Siamo partiti da Bolzano con vento forte e più che gelido, tanto
che credevo improbabile la buona riuscita della gita. Il termometro esterno
della macchina segnava -14 e io continuavo a pensare all'effetto Windchill
che, secondo i miei piccoli calcoli, avrebbe dato una temperatura corrispondente
ai -23. Ma è capitato l'impensabile. Siamo scesi dalle macchine
obbligatoriamente al parcheggio Zumis nel comune di Rodengo e ci siamo
guardati tutti in faccia meravigliati, come per dire: "Così tanto
freddo poi non fa!" Non ci siamo messi a discutere di inversione termica
o altro, a noi andava meravigliosamente bene così. Il vento non
c'era più, non ci importava del perchè.
Imboccata l'innevata strada forestale per la Rastnerhütte,
chi
con le ciaspole e chi senza, abbiamo
raggiunto il sole che addirittura scaldava, gustandoci tutto quello che
di più bello ci può essere al mondo: un paesaggio uscito
da un libro di favole. Cliccare qua per
credere.
I ciaspolatori hanno scelto di raggiungere il Giogo d'Asta, aggiungendo
circa 200 metri di dislivello al traguardo degli appiedati affamati: la
Rastnerhütte, 1930 m.
Ritorno tutti assieme lungo lo stesso percorso col capogita Pino che
si è dimenticato lo zaino al rifugio e quindi siamo tornati indietro
(noi scellerati l'abbiamo preso in giro fino a sera e so che questa disattenzione
gli verrà sottolineata finchè campiamo).
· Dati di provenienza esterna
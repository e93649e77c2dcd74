//! Transport to the LLM provider.
//!
//! The gateway never touches the wire protocol: it supplies prompts and
//! consumes `(text, usage)` through the [`Transport`] trait. The concrete
//! [`AnthropicTransport`] wraps the Messages API with retry on 429/5xx.
//! Timeout and retry policy live here, not in the interpretation pipeline.

use async_trait::async_trait;
use reqwest::Client;
use serde::{Deserialize, Serialize};
use thiserror::Error;
use tracing::{debug, warn};

const ANTHROPIC_API_URL: &str = "https://api.anthropic.com/v1/messages";
const ANTHROPIC_VERSION: &str = "2023-06-01";
const MAX_RETRIES: u32 = 3;

#[derive(Debug, Error)]
pub enum TransportError {
    #[error("HTTP error: {0}")]
    Http(#[from] reqwest::Error),

    #[error("API error (status {status}): {message}")]
    Api { status: u16, message: String },

    #[error("rate limited after {retries} retries")]
    RateLimited { retries: u32 },

    #[error("model returned empty content")]
    EmptyContent,
}

/// Token counts reported by the provider for one call.
#[derive(Debug, Clone, Copy, Serialize, Deserialize)]
pub struct Usage {
    pub input_tokens: u32,
    pub output_tokens: u32,
}

/// The raw output of one model call: literal text plus usage counters.
/// Owned by the call that produced it; never persisted verbatim.
#[derive(Debug, Clone)]
pub struct Completion {
    pub text: String,
    pub usage: Usage,
}

/// Narrow contract between the AI gateway and the provider client.
#[async_trait]
pub trait Transport: Send + Sync {
    async fn call(
        &self,
        system: &str,
        user: &str,
        model_id: &str,
        max_tokens: u32,
    ) -> Result<Completion, TransportError>;
}

#[derive(Debug, Serialize)]
struct MessagesRequest<'a> {
    model: &'a str,
    max_tokens: u32,
    system: &'a str,
    messages: Vec<Message<'a>>,
}

#[derive(Debug, Serialize)]
struct Message<'a> {
    role: &'a str,
    content: &'a str,
}

#[derive(Debug, Deserialize)]
struct MessagesResponse {
    content: Vec<ContentBlock>,
    usage: Usage,
}

#[derive(Debug, Deserialize)]
struct ContentBlock {
    #[serde(rename = "type")]
    block_type: String,
    text: Option<String>,
}

impl MessagesResponse {
    fn text(&self) -> Option<&str> {
        self.content
            .iter()
            .find(|b| b.block_type == "text")
            .and_then(|b| b.text.as_deref())
    }
}

#[derive(Debug, Deserialize)]
struct ApiError {
    error: ApiErrorBody,
}

#[derive(Debug, Deserialize)]
struct ApiErrorBody {
    message: String,
}

/// Messages API client. Retries 429 and 5xx with exponential backoff;
/// all other failures propagate unchanged.
#[derive(Clone)]
pub struct AnthropicTransport {
    client: Client,
    api_key: String,
}

impl AnthropicTransport {
    pub fn new(api_key: String) -> Self {
        Self {
            client: Client::builder()
                .timeout(std::time::Duration::from_secs(120))
                .build()
                .expect("Failed to build HTTP client"),
            api_key,
        }
    }
}

#[async_trait]
impl Transport for AnthropicTransport {
    async fn call(
        &self,
        system: &str,
        user: &str,
        model_id: &str,
        max_tokens: u32,
    ) -> Result<Completion, TransportError> {
        let request_body = MessagesRequest {
            model: model_id,
            max_tokens,
            system,
            messages: vec![Message {
                role: "user",
                content: user,
            }],
        };

        let mut last_error: Option<TransportError> = None;

        for attempt in 0..MAX_RETRIES {
            if attempt > 0 {
                // Exponential backoff: 1s, 2s
                let delay = std::time::Duration::from_millis(1000 * (1 << (attempt - 1)));
                warn!(
                    "model call attempt {} failed, retrying after {}ms",
                    attempt,
                    delay.as_millis()
                );
                tokio::time::sleep(delay).await;
            }

            let response = self
                .client
                .post(ANTHROPIC_API_URL)
                .header("x-api-key", &self.api_key)
                .header("anthropic-version", ANTHROPIC_VERSION)
                .header("content-type", "application/json")
                .json(&request_body)
                .send()
                .await;

            let response = match response {
                Ok(r) => r,
                Err(e) => {
                    last_error = Some(TransportError::Http(e));
                    continue;
                }
            };

            let status = response.status();

            if status.as_u16() == 429 || status.is_server_error() {
                let body = response.text().await.unwrap_or_default();
                warn!("model API returned {}: {}", status, body);
                last_error = Some(TransportError::Api {
                    status: status.as_u16(),
                    message: body,
                });
                continue;
            }

            if !status.is_success() {
                let body = response.text().await.unwrap_or_default();
                let message = serde_json::from_str::<ApiError>(&body)
                    .map(|e| e.error.message)
                    .unwrap_or(body);
                return Err(TransportError::Api {
                    status: status.as_u16(),
                    message,
                });
            }

            let parsed: MessagesResponse = response.json().await?;

            debug!(
                "model call ok: model={}, input_tokens={}, output_tokens={}",
                model_id, parsed.usage.input_tokens, parsed.usage.output_tokens
            );

            let text = parsed.text().ok_or(TransportError::EmptyContent)?;
            return Ok(Completion {
                text: text.to_string(),
                usage: parsed.usage,
            });
        }

        Err(last_error.unwrap_or(TransportError::RateLimited {
            retries: MAX_RETRIES,
        }))
    }
}
use thiserror::Error;

use crate::repair::MalformedJson;
use crate::transport::TransportError;

/// The only failures a caller of [`crate::AiGateway`] can observe.
///
/// Validation problems resolve internally to defaults-filled results and
/// cache problems degrade to misses; neither ever aborts an operation.
#[derive(Debug, Error)]
pub enum AiError {
    #[error("malformed AI response: {0}")]
    Malformed(#[from] MalformedJson),

    #[error("transport error: {0}")]
    Transport(#[from] TransportError),
}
Incontro con Sandra
e Sergio e sosta ristoratrice alla Roner
Hütte (1832 m.) con mezzo gruppo perso perchè la faccenda
dello zaino di Pino ci ha fatto perdere i contatti con alcuni di noi che
abbiamo ritrovato al parcheggio Zumis, un pò congelati, dopo averci
aspettati per 45 minuti! Felice e allegro per tutti il rientro a Bolzano.